◆ The task: Return the records below character for character.

[Collected data]
------------------------
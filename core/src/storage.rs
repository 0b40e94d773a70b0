//! File-Backed Persistent String Store
//!
//! The session survives restarts through two small string entries. This
//! module keeps each entry in its own file under a private directory,
//! mirroring a browser's origin-scoped key-value storage: `get` of an
//! absent key is not an error, `remove` of an absent key succeeds, and a
//! `set` replaces the previous value wholesale.
//!
//! Entries can hold a bearer credential, so the directory is created with
//! mode 0o700 and entry files are written with mode 0o600 (unix).

use std::fs::{self, File};
use std::io::Write;
use std::path::{Path, PathBuf};

use thiserror::Error;

/// Errors that can occur while accessing the store
#[derive(Debug, Error)]
pub enum StorageError {
    /// The storage directory could not be created
    #[error("failed to create storage directory {path}: {source}")]
    CreateDir {
        /// The directory that was attempted
        path: PathBuf,
        /// The underlying IO error
        source: std::io::Error,
    },

    /// An entry could not be read
    #[error("failed to read storage entry '{key}': {source}")]
    Read {
        /// The entry key
        key: String,
        /// The underlying IO error
        source: std::io::Error,
    },

    /// An entry could not be written
    #[error("failed to write storage entry '{key}': {source}")]
    Write {
        /// The entry key
        key: String,
        /// The underlying IO error
        source: std::io::Error,
    },

    /// An entry could not be removed
    #[error("failed to remove storage entry '{key}': {source}")]
    Remove {
        /// The entry key
        key: String,
        /// The underlying IO error
        source: std::io::Error,
    },
}

/// File-backed string store, one file per key.
#[derive(Clone, Debug)]
pub struct Storage {
    root: PathBuf,
}

impl Storage {
    /// Open a store rooted at `root`, creating the directory if needed.
    ///
    /// # Errors
    ///
    /// Returns [`StorageError::CreateDir`] if the directory cannot be
    /// created.
    pub fn open(root: impl Into<PathBuf>) -> Result<Self, StorageError> {
        let root = root.into();

        fs::create_dir_all(&root).map_err(|e| StorageError::CreateDir {
            path: root.clone(),
            source: e,
        })?;

        // Restrict directory permissions (owner only)
        #[cfg(unix)]
        {
            use std::os::unix::fs::PermissionsExt;
            let perms = fs::Permissions::from_mode(0o700);
            fs::set_permissions(&root, perms).map_err(|e| StorageError::CreateDir {
                path: root.clone(),
                source: e,
            })?;
        }

        Ok(Self { root })
    }

    /// The directory this store lives in.
    #[must_use]
    pub fn root(&self) -> &Path {
        &self.root
    }

    /// Read the value stored under `key`.
    ///
    /// Returns `Ok(None)` when the entry does not exist.
    ///
    /// # Errors
    ///
    /// Returns [`StorageError::Read`] when the entry exists but cannot be
    /// read.
    pub fn get(&self, key: &str) -> Result<Option<String>, StorageError> {
        let path = self.entry_path(key);
        if !path.exists() {
            return Ok(None);
        }

        let value = fs::read_to_string(&path).map_err(|e| StorageError::Read {
            key: key.to_string(),
            source: e,
        })?;
        Ok(Some(value))
    }

    /// Write `value` under `key`, replacing any previous value.
    ///
    /// # Errors
    ///
    /// Returns [`StorageError::Write`] when the entry cannot be written.
    pub fn set(&self, key: &str, value: &str) -> Result<(), StorageError> {
        let path = self.entry_path(key);

        let mut file = File::create(&path).map_err(|e| StorageError::Write {
            key: key.to_string(),
            source: e,
        })?;

        // Restrict entry permissions before writing the value
        #[cfg(unix)]
        {
            use std::os::unix::fs::PermissionsExt;
            let perms = fs::Permissions::from_mode(0o600);
            file.set_permissions(perms).map_err(|e| StorageError::Write {
                key: key.to_string(),
                source: e,
            })?;
        }

        file.write_all(value.as_bytes())
            .map_err(|e| StorageError::Write {
                key: key.to_string(),
                source: e,
            })?;
        file.sync_all().map_err(|e| StorageError::Write {
            key: key.to_string(),
            source: e,
        })?;

        tracing::debug!(key = %key, path = %path.display(), "Storage entry written");
        Ok(())
    }

    /// Remove the entry under `key`.
    ///
    /// Removing an absent entry is not an error.
    ///
    /// # Errors
    ///
    /// Returns [`StorageError::Remove`] when the entry exists but cannot be
    /// removed.
    pub fn remove(&self, key: &str) -> Result<(), StorageError> {
        let path = self.entry_path(key);
        if !path.exists() {
            return Ok(());
        }

        fs::remove_file(&path).map_err(|e| StorageError::Remove {
            key: key.to_string(),
            source: e,
        })?;

        tracing::debug!(key = %key, path = %path.display(), "Storage entry removed");
        Ok(())
    }

    fn entry_path(&self, key: &str) -> PathBuf {
        self.root.join(key)
    }
}
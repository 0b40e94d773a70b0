//! Sage TUI Entry Point
//!
//! Launches the terminal UI for the Sage knowledge assistant.
//!
//! Configuration is static: the assistant endpoint and the identity client
//! id come from built-in defaults, optionally overridden by the config
//! file (see `sage-core`). `RUST_LOG` controls log output.

use std::io;
use std::panic;

use crossterm::{
    event::{DisableMouseCapture, EnableMouseCapture},
    execute,
    terminal::{disable_raw_mode, enable_raw_mode, EnterAlternateScreen, LeaveAlternateScreen},
};
use ratatui::backend::CrosstermBackend;
use ratatui::Terminal;
use tracing_subscriber::{layer::SubscriberExt, util::SubscriberInitExt};

use sage_tui::App;

#[tokio::main]
async fn main() -> anyhow::Result<()> {
    // Set up logging
    tracing_subscriber::registry()
        .with(tracing_subscriber::fmt::layer().with_target(false))
        .with(tracing_subscriber::EnvFilter::from_default_env())
        .init();

    // Check if we have a TTY before attempting initialization
    use std::io::IsTerminal;

    if !io::stdin().is_terminal() || !io::stdout().is_terminal() {
        eprintln!("❌ Error: sage-tui requires a terminal (TTY)");
        eprintln!();
        eprintln!("This usually means:");
        eprintln!("  • Running in a non-interactive environment (CI, container)");
        eprintln!("  • SSH without -t flag");
        eprintln!("  • Piped stdin/stdout");
        std::process::exit(1);
    }

    // Set up panic hook to restore terminal
    let original_hook = panic::take_hook();
    panic::set_hook(Box::new(move |panic_info| {
        // Restore terminal before printing panic
        let _ = disable_raw_mode();
        let _ = execute!(io::stdout(), LeaveAlternateScreen, DisableMouseCapture);
        original_hook(panic_info);
    }));

    // Initialize terminal
    enable_raw_mode()?;
    let mut stdout = io::stdout();
    execute!(stdout, EnterAlternateScreen, EnableMouseCapture)?;
    let backend = CrosstermBackend::new(stdout);
    let mut terminal = Terminal::new(backend)?;
    terminal.clear()?;

    // Run the app
    let result = run_app(&mut terminal).await;

    // Restore terminal
    disable_raw_mode()?;
    execute!(
        terminal.backend_mut(),
        LeaveAlternateScreen,
        DisableMouseCapture
    )?;
    terminal.show_cursor()?;

    // Propagate any errors
    result
}

async fn run_app(terminal: &mut Terminal<CrosstermBackend<io::Stdout>>) -> anyhow::Result<()> {
    let mut app = App::new()?;
    app.run(terminal).await
}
------------------------
◆ Exercise solution:
filename core/src/storage.rs
repository 0b40e94d773a70b0
//! File-Backed Persistent String Store
//!
//! The session survives restarts through two small string entries. This
//! module keeps each entry in its own file under a private directory,
//! mirroring a browser's origin-scoped key-value storage: `get` of an
//! absent key is not an error, `remove` of an absent key succeeds, and a
//! `set` replaces the previous value wholesale.
//!
//! Entries can hold a bearer credential, so the directory is created with
//! mode 0o700 and entry files are written with mode 0o600 (unix).

use std::fs::{self, File};
use std::io::Write;
use std::path::{Path, PathBuf};

use thiserror::Error;

/// Errors that can occur while accessing the store
#[derive(Debug, Error)]
pub enum StorageError {
    /// The storage directory could not be created
    #[error("failed to create storage directory {path}: {source}")]
    CreateDir {
        /// The directory that was attempted
        path: PathBuf,
        /// The underlying IO error
        source: std::io::Error,
    },

    /// An entry could not be read
    #[error("failed to read storage entry '{key}': {source}")]
    Read {
        /// The entry key
        key: String,
        /// The underlying IO error
        source: std::io::Error,
    },

    /// An entry could not be written
    #[error("failed to write storage entry '{key}': {source}")]
    Write {
        /// The entry key
        key: String,
        /// The underlying IO error
        source: std::io::Error,
    },

    /// An entry could not be removed
    #[error("failed to remove storage entry '{key}': {source}")]
    Remove {
        /// The entry key
        key: String,
        /// The underlying IO error
        source: std::io::Error,
    },
}

/// File-backed string store, one file per key.
#[derive(Clone, Debug)]
pub struct Storage {
    root: PathBuf,
}

impl Storage {
    /// Open a store rooted at `root`, creating the directory if needed.
    ///
    /// # Errors
    ///
    /// Returns [`StorageError::CreateDir`] if the directory cannot be
    /// created.
    pub fn open(root: impl Into<PathBuf>) -> Result<Self, StorageError> {
        let root = root.into();

        fs::create_dir_all(&root).map_err(|e| StorageError::CreateDir {
            path: root.clone(),
            source: e,
        })?;

        // Restrict directory permissions (owner only)
        #[cfg(unix)]
        {
            use std::os::unix::fs::PermissionsExt;
            let perms = fs::Permissions::from_mode(0o700);
            fs::set_permissions(&root, perms).map_err(|e| StorageError::CreateDir {
                path: root.clone(),
                source: e,
            })?;
        }

        Ok(Self { root })
    }

    /// The directory this store lives in.
    #[must_use]
    pub fn root(&self) -> &Path {
        &self.root
    }

    /// Read the value stored under `key`.
    ///
    /// Returns `Ok(None)` when the entry does not exist.
    ///
    /// # Errors
    ///
    /// Returns [`StorageError::Read`] when the entry exists but cannot be
    /// read.
    pub fn get(&self, key: &str) -> Result<Option<String>, StorageError> {
        let path = self.entry_path(key);
        if !path.exists() {
            return Ok(None);
        }

        let value = fs::read_to_string(&path).map_err(|e| StorageError::Read {
            key: key.to_string(),
            source: e,
        })?;
        Ok(Some(value))
    }

    /// Write `value` under `key`, replacing any previous value.
    ///
    /// # Errors
    ///
    /// Returns [`StorageError::Write`] when the entry cannot be written.
    pub fn set(&self, key: &str, value: &str) -> Result<(), StorageError> {
        let path = self.entry_path(key);

        let mut file = File::create(&path).map_err(|e| StorageError::Write {
            key: key.to_string(),
            source: e,
        })?;

        // Restrict entry permissions before writing the value
        #[cfg(unix)]
        {
            use std::os::unix::fs::PermissionsExt;
            let perms = fs::Permissions::from_mode(0o600);
            file.set_permissions(perms).map_err(|e| StorageError::Write {
                key: key.to_string(),
                source: e,
            })?;
        }

        file.write_all(value.as_bytes())
            .map_err(|e| StorageError::Write {
                key: key.to_string(),
                source: e,
            })?;
        file.sync_all().map_err(|e| StorageError::Write {
            key: key.to_string(),
            source: e,
        })?;

        tracing::debug!(key = %key, path = %path.display(), "Storage entry written");
        Ok(())
    }

    /// Remove the entry under `key`.
    ///
    /// Removing an absent entry is not an error.
    ///
    /// # Errors
    ///
    /// Returns [`StorageError::Remove`] when the entry exists but cannot be
    /// removed.
    pub fn remove(&self, key: &str) -> Result<(), StorageError> {
        let path = self.entry_path(key);
        if !path.exists() {
            return Ok(());
        }

        fs::remove_file(&path).map_err(|e| StorageError::Remove {
            key: key.to_string(),
            source: e,
        })?;

        tracing::debug!(key = %key, path = %path.display(), "Storage entry removed");
        Ok(())
    }

    fn entry_path(&self, key: &str) -> PathBuf {
        self.root.join(key)
    }
}
repository 0b40e94d773a70b0
//! Sage TUI Entry Point
//!
//! Launches the terminal UI for the Sage knowledge assistant.
//!
//! Configuration is static: the assistant endpoint and the identity client
//! id come from built-in defaults, optionally overridden by the config
//! file (see `sage-core`). `RUST_LOG` controls log output.

use std::io;
use std::panic;

use crossterm::{
    event::{DisableMouseCapture, EnableMouseCapture},
    execute,
    terminal::{disable_raw_mode, enable_raw_mode, EnterAlternateScreen, LeaveAlternateScreen},
};
use ratatui::backend::CrosstermBackend;
use ratatui::Terminal;
use tracing_subscriber::{layer::SubscriberExt, util::SubscriberInitExt};

use sage_tui::App;

#[tokio::main]
async fn main() -> anyhow::Result<()> {
    // Set up logging
    tracing_subscriber::registry()
        .with(tracing_subscriber::fmt::layer().with_target(false))
        .with(tracing_subscriber::EnvFilter::from_default_env())
        .init();

    // Check if we have a TTY before attempting initialization
    use std::io::IsTerminal;

    if !io::stdin().is_terminal() || !io::stdout().is_terminal() {
        eprintln!("❌ Error: sage-tui requires a terminal (TTY)");
        eprintln!();
        eprintln!("This usually means:");
        eprintln!("  • Running in a non-interactive environment (CI, container)");
        eprintln!("  • SSH without -t flag");
        eprintln!("  • Piped stdin/stdout");
        std::process::exit(1);
    }

    // Set up panic hook to restore terminal
    let original_hook = panic::take_hook();
    panic::set_hook(Box::new(move |panic_info| {
        // Restore terminal before printing panic
        let _ = disable_raw_mode();
        let _ = execute!(io::stdout(), LeaveAlternateScreen, DisableMouseCapture);
        original_hook(panic_info);
    }));

    // Initialize terminal
    enable_raw_mode()?;
    let mut stdout = io::stdout();
    execute!(stdout, EnterAlternateScreen, EnableMouseCapture)?;
    let backend = CrosstermBackend::new(stdout);
    let mut terminal = Terminal::new(backend)?;
    terminal.clear()?;

    // Run the app
    let result = run_app(&mut terminal).await;

    // Restore terminal
    disable_raw_mode()?;
    execute!(
        terminal.backend_mut(),
        LeaveAlternateScreen,
        DisableMouseCapture
    )?;
    terminal.show_cursor()?;

    // Propagate any errors
    result
}

async fn run_app(terminal: &mut Terminal<CrosstermBackend<io::Stdout>>) -> anyhow::Result<()> {
    let mut app = App::new()?;
    app.run(terminal).await
}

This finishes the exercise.